In the wake of the 2015 Baltimore Protests (in reaction to the Death of Freddie Gray), significant national attention was paid to work, such as DeLuca's, which studies housing policy among the systemic problems facing the City of Baltimore.

==Publications==
===Books===
- DeLuca, Stefanie and Kathryn Edin. Coming of Age in the Other America. New York: Russell Sage Foundation, 2016. ISBN 0871544652.

===Articles===
- DeLuca, Stefanie and Robert Bozick. 2005. "Better Late Than Never? Delayed Enrollment in the High School to College Transition." Social Forces 84(1): 527-550.
- Plank, Stephen, Stefanie DeLuca and Angela Estacion. 2008. "High School Dropout and the Role of Career and Technical Education: A Survival Analysis of Surviving High School." Sociology of Education 81: 345–370.
- Rosenbaum, James E., Lisa Reynolds and Stefanie DeLuca. 2002. "How Do Places Matter?
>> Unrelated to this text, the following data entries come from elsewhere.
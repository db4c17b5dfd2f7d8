//! In-memory ledger
//!
//! The only store implementation. Cloning it is how [`crate::atomically`]
//! takes a draft, so every field is plain owned data.

use std::collections::{BTreeMap, HashMap};

use surety_core::{Amount, FlightKey, Principal, SuretyEvent};

use crate::entity::{
    Airline, Flight, InsurancePolicy, Oracle, OracleRequest, OracleRequestKey, PendingAdmission,
    ReconciliationRecord,
};
use crate::error::LedgerError;
use crate::store::LedgerStore;

#[derive(Debug, Clone)]
pub struct InMemoryLedger {
    owner: Principal,
    operational: bool,
    airlines: HashMap<Principal, Airline>,
    pending: HashMap<Principal, PendingAdmission>,
    flights: HashMap<FlightKey, Flight>,
    policies: HashMap<FlightKey, BTreeMap<Principal, InsurancePolicy>>,
    balances: HashMap<Principal, Amount>,
    oracles: HashMap<Principal, Oracle>,
    requests: HashMap<OracleRequestKey, OracleRequest>,
    reconciliation: Vec<ReconciliationRecord>,
    outbox: Vec<SuretyEvent>,
}

impl InMemoryLedger {
    /// Create an empty, operational ledger owned by `owner`
    pub fn new(owner: Principal) -> Self {
        Self {
            owner,
            operational: true,
            airlines: HashMap::new(),
            pending: HashMap::new(),
            flights: HashMap::new(),
            policies: HashMap::new(),
            balances: HashMap::new(),
            oracles: HashMap::new(),
            requests: HashMap::new(),
            reconciliation: Vec::new(),
            outbox: Vec::new(),
        }
    }

    /// Create a ledger with the genesis airline already registered
    pub fn with_genesis_airline(owner: Principal, airline: Principal, name: &str) -> Self {
        let mut ledger = Self::new(owner);
        ledger
            .airlines
            .insert(airline.clone(), Airline::admitted(airline, name));
        ledger
    }

    pub fn airlines(&self) -> impl Iterator<Item = &Airline> {
        self.airlines.values()
    }

    pub fn oracles(&self) -> impl Iterator<Item = &Oracle> {
        self.oracles.values()
    }

    pub fn open_requests(&self) -> impl Iterator<Item = &OracleRequest> {
        self.requests.values().filter(|r| r.is_open())
    }

    /// Sum of all claimable balances, None on overflow
    pub fn total_balances(&self) -> Option<Amount> {
        self.balances
            .values()
            .try_fold(Amount::ZERO, |acc, b| acc.checked_add(b))
    }
}

impl LedgerStore for InMemoryLedger {
    fn owner(&self) -> &Principal {
        &self.owner
    }

    fn is_operational(&self) -> bool {
        self.operational
    }

    fn set_operational(&mut self, operational: bool) {
        self.operational = operational;
    }

    fn airline(&self, id: &Principal) -> Option<&Airline> {
        self.airlines.get(id)
    }

    fn airline_mut(&mut self, id: &Principal) -> Option<&mut Airline> {
        self.airlines.get_mut(id)
    }

    fn insert_airline(&mut self, airline: Airline) -> Result<(), LedgerError> {
        if self.airlines.contains_key(&airline.id) {
            return Err(LedgerError::AirlineExists(airline.id));
        }
        self.airlines.insert(airline.id.clone(), airline);
        Ok(())
    }

    fn registered_airline_count(&self) -> usize {
        self.airlines.values().filter(|a| a.registered).count()
    }

    fn pending_admission(&self, candidate: &Principal) -> Option<&PendingAdmission> {
        self.pending.get(candidate)
    }

    fn open_admission(&mut self, candidate: &Principal, name: &str) -> &mut PendingAdmission {
        self.pending
            .entry(candidate.clone())
            .or_insert_with(|| PendingAdmission::new(candidate.clone(), name))
    }

    fn take_pending_admission(&mut self, candidate: &Principal) -> Option<PendingAdmission> {
        self.pending.remove(candidate)
    }

    fn flight(&self, key: &FlightKey) -> Option<&Flight> {
        self.flights.get(key)
    }

    fn flight_mut(&mut self, key: &FlightKey) -> Option<&mut Flight> {
        self.flights.get_mut(key)
    }

    fn insert_flight(&mut self, flight: Flight) -> Result<(), LedgerError> {
        if self.flights.contains_key(&flight.key) {
            return Err(LedgerError::FlightExists(flight.key));
        }
        self.flights.insert(flight.key.clone(), flight);
        Ok(())
    }

    fn policy(&self, flight: &FlightKey, passenger: &Principal) -> Option<&InsurancePolicy> {
        self.policies.get(flight)?.get(passenger)
    }

    fn policy_entry(&mut self, flight: &FlightKey, passenger: &Principal) -> &mut InsurancePolicy {
        self.policies
            .entry(flight.clone())
            .or_default()
            .entry(passenger.clone())
            .or_insert_with(|| InsurancePolicy::new(flight.clone(), passenger.clone()))
    }

    fn flight_policies_mut(&mut self, flight: &FlightKey) -> Vec<&mut InsurancePolicy> {
        match self.policies.get_mut(flight) {
            Some(policies) => policies.values_mut().collect(),
            None => Vec::new(),
        }
    }

    fn get_balance(&self, principal: &Principal) -> Amount {
        self.balances.get(principal).copied().unwrap_or(Amount::ZERO)
    }

    fn credit_balance(
        &mut self,
        principal: &Principal,
        amount: Amount,
    ) -> Result<Amount, LedgerError> {
        let current = self.get_balance(principal);
        let updated = current
            .checked_add(&amount)
            .ok_or_else(|| LedgerError::Overflow {
                account: principal.to_string(),
            })?;
        self.balances.insert(principal.clone(), updated);
        Ok(updated)
    }

    fn take_balance(&mut self, principal: &Principal) -> Amount {
        self.balances.remove(principal).unwrap_or(Amount::ZERO)
    }

    fn oracle(&self, id: &Principal) -> Option<&Oracle> {
        self.oracles.get(id)
    }

    fn insert_oracle(&mut self, oracle: Oracle) -> Result<(), LedgerError> {
        if self.oracles.contains_key(&oracle.id) {
            return Err(LedgerError::OracleExists(oracle.id));
        }
        self.oracles.insert(oracle.id.clone(), oracle);
        Ok(())
    }

    fn oracle_request(&self, key: &OracleRequestKey) -> Option<&OracleRequest> {
        self.requests.get(key)
    }

    fn oracle_request_mut(&mut self, key: &OracleRequestKey) -> Option<&mut OracleRequest> {
        self.requests.get_mut(key)
    }

    fn put_oracle_request(&mut self, request: OracleRequest) {
        self.requests.insert(request.key.clone(), request);
    }

    fn record_reconciliation_failure(&mut self, record: ReconciliationRecord) {
        tracing::error!(
            passenger = %record.passenger,
            amount = %record.amount,
            reason = %record.reason,
            "Reconciliation failure recorded"
        );
        self.reconciliation.push(record);
    }

    fn reconciliation_failures(&self) -> &[ReconciliationRecord] {
        &self.reconciliation
    }

    fn emit(&mut self, event: SuretyEvent) {
        self.outbox.push(event);
    }

    fn drain_events(&mut self) -> Vec<SuretyEvent> {
        std::mem::take(&mut self.outbox)
    }
}

#[cfg(test)]
mod tests {
    use super::*;
    use crate::store::atomically;
    use rust_decimal_macros::dec;

    fn owner() -> Principal {
        Principal::from("OWNER")
    }

    #[test]
    fn test_genesis_airline_registered_not_active() {
        let ledger = InMemoryLedger::with_genesis_airline(owner(), "A1".into(), "Airline 1");
        assert!(ledger.is_airline(&"A1".into()));
        assert!(!ledger.is_airline_active(&"A1".into()));
        assert_eq!(ledger.registered_airline_count(), 1);
        assert_eq!(ledger.get_airline_funds(&"A1".into()).unwrap(), Amount::ZERO);
    }

    #[test]
    fn test_unknown_keys_are_false_or_zero() {
        let ledger = InMemoryLedger::new(owner());
        let nobody = Principal::from("NOBODY");
        assert!(!ledger.is_airline(&nobody));
        assert!(!ledger.is_airline_active(&nobody));
        assert!(!ledger.is_oracle_registered(&nobody));
        assert_eq!(ledger.get_balance(&nobody), Amount::ZERO);
        assert!(!ledger.is_flight_registered(&FlightKey::new(nobody.clone(), "X", 0)));
        assert_eq!(
            ledger.get_airline_funds(&nobody),
            Err(LedgerError::AirlineNotFound(nobody))
        );
    }

    #[test]
    fn test_duplicate_airline_rejected() {
        let mut ledger = InMemoryLedger::with_genesis_airline(owner(), "A1".into(), "Airline 1");
        let result = ledger.insert_airline(Airline::admitted("A1".into(), "Again"));
        assert!(matches!(result, Err(LedgerError::AirlineExists(_))));
    }

    #[test]
    fn test_balance_credit_and_take() {
        let mut ledger = InMemoryLedger::new(owner());
        let p = Principal::from("P1");

        ledger.credit_balance(&p, Amount::new(dec!(0.75)).unwrap()).unwrap();
        ledger.credit_balance(&p, Amount::new(dec!(0.25)).unwrap()).unwrap();
        assert_eq!(ledger.get_balance(&p).value(), dec!(1));
        assert_eq!(ledger.total_balances().unwrap().value(), dec!(1));

        assert_eq!(ledger.take_balance(&p).value(), dec!(1));
        assert_eq!(ledger.get_balance(&p), Amount::ZERO);
        assert_eq!(ledger.take_balance(&p), Amount::ZERO);
    }

    #[test]
    fn test_total_balances_reports_overflow() {
        let mut ledger = InMemoryLedger::new(owner());
        let max = Amount::new(rust_decimal::Decimal::MAX).unwrap();

        ledger.credit_balance(&"P1".into(), max).unwrap();
        assert_eq!(ledger.total_balances(), Some(max));

        ledger.credit_balance(&"P2".into(), max).unwrap();
        assert_eq!(ledger.total_balances(), None);
    }

    #[test]
    fn test_policies_grouped_by_flight() {
        let mut ledger = InMemoryLedger::new(owner());
        let flight = FlightKey::new("A1".into(), "ND1309", 1);
        let other = FlightKey::new("A1".into(), "ND1310", 1);

        ledger.policy_entry(&flight, &"P1".into()).premium_paid = Amount::units(1);
        ledger.policy_entry(&flight, &"P2".into());
        ledger.policy_entry(&other, &"P1".into());

        assert_eq!(ledger.flight_policies_mut(&flight).len(), 2);
        assert_eq!(
            ledger.policy(&flight, &"P1".into()).unwrap().premium_paid,
            Amount::units(1)
        );
        assert!(ledger.flight_policies_mut(&FlightKey::new("A2".into(), "X", 0)).is_empty());
    }

    #[test]
    fn test_atomically_rolls_back_state_and_events() {
        let mut ledger = InMemoryLedger::new(owner());
        let p = Principal::from("P1");

        let result: Result<(), anyhow::Error> = atomically(&mut ledger, |draft| {
            draft.credit_balance(&p, Amount::units(5))?;
            draft.emit(SuretyEvent::BalanceWithdrawn {
                passenger: p.clone(),
                amount: Amount::units(5),
            });
            anyhow::bail!("abort");
        });

        assert!(result.is_err());
        assert_eq!(ledger.get_balance(&p), Amount::ZERO);
        assert!(ledger.drain_events().is_empty());
    }

    #[test]
    fn test_atomically_commits_on_success() {
        let mut ledger = InMemoryLedger::new(owner());
        let p = Principal::from("P1");

        let balance = atomically(&mut ledger, |draft| {
            draft.emit(SuretyEvent::OperationalStatusChanged { operational: true });
            draft.credit_balance(&p, Amount::units(5))
        })
        .unwrap();

        assert_eq!(balance, Amount::units(5));
        assert_eq!(ledger.get_balance(&p), Amount::units(5));
        assert_eq!(ledger.drain_events().len(), 1);
        assert!(ledger.drain_events().is_empty());
    }
}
The Geography of Opportunity, Self-Efficacy, and a Look Inside the Black Box of Residential Mobility." Housing Studies, 17:71-82.
- Keels, Micere, Greg J. Duncan, Stefanie DeLuca, Ruby Mendenhall, and James E. Rosenbaum. 2005. "Fifteen Years Later: Can Residential Mobility Programs Provide a Permanent Escape from Neighborhood Crime and Poverty?" Demography 42 (1): 51-73.
- Rosenbaum, James E., Stefanie DeLuca, Shazia R. Miller, and Kevin Roy. 1999. "Pathways into Work: Short and Long Term Effects of Personal and Institutional Ties."Sociology of Education, 72, 179–196.
- Mendenhall, Ruby, Stefanie DeLuca and Greg Duncan. 2006. "Neighborhood Resources and Economic Mobility: Results from the Gautreaux Program" Social Science Research 35:892-923.
- DeLuca, Stefanie and Elizabeth Dayton. 2009. "Switching Social Contexts: The Effects of Housing Mobility and School Choice Programs on Youth Outcomes." Annual Review of Sociology 35: 457–491.
- Gasper, Joseph, Stefanie DeLuca and Angela Estacion. 2012. "Switching High Schools: Reconsidering the Relationship between School Mobility and Dropout" American Educational Research Journal 49: 487–519.
- Gasper, Joseph, Stefanie DeLuca and Angela Estacion. 2010. "Coming and Going: The Effects of Residential and School Mobility on Delinquency." Social Science Research 39: 459–476.
- DeLuca, Stefanie and Peter Rosenblatt. 2010. "Does Moving To Better Neighborhoods Lead to Better Schooling Opportunities? Parental School Choice in an Experimental Housing Voucher Program." Teachers College Record 112 (5) 1441-1489.